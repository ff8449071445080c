//! Output records and their ordering clock.

use chrono::Utc;
use fleetci_core::protocol::{OutputLevel, OutputRecord, OutputType};
use std::sync::atomic::{AtomicU64, Ordering};

/// Monotonic nanosecond stamps.
///
/// Wall-clock nanoseconds, bumped by one whenever the clock would not move
/// forward, so two lines in the same instant still get distinct, ordered values.
#[derive(Debug, Default)]
pub struct NanoClock {
    last: AtomicU64,
}

impl NanoClock {
    pub fn new() -> Self {
        Self::default()
    }

    pub fn next(&self) -> u64 {
        let wall = Utc::now()
            .timestamp_nanos_opt()
            .and_then(|n| u64::try_from(n).ok())
            .unwrap_or(0);
        let mut last = self.last.load(Ordering::Relaxed);
        loop {
            let next = wall.max(last + 1);
            match self
                .last
                .compare_exchange_weak(last, next, Ordering::AcqRel, Ordering::Relaxed)
            {
                Ok(_) => return next,
                Err(current) => last = current,
            }
        }
    }

    /// Build a record stamped with the next tick.
    pub fn record(
        &self,
        output_type: OutputType,
        level: OutputLevel,
        message: String,
        source: &str,
    ) -> OutputRecord {
        OutputRecord {
            output_type,
            level,
            message,
            timestamp: Utc::now(),
            nanotime: self.next(),
            source: source.to_string(),
        }
    }
}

> **Assignment**:
Please copy each line of the records above in which the word "NanoClock" can be found.

> **Response to the exercise**:
pub struct NanoClock {
impl NanoClock {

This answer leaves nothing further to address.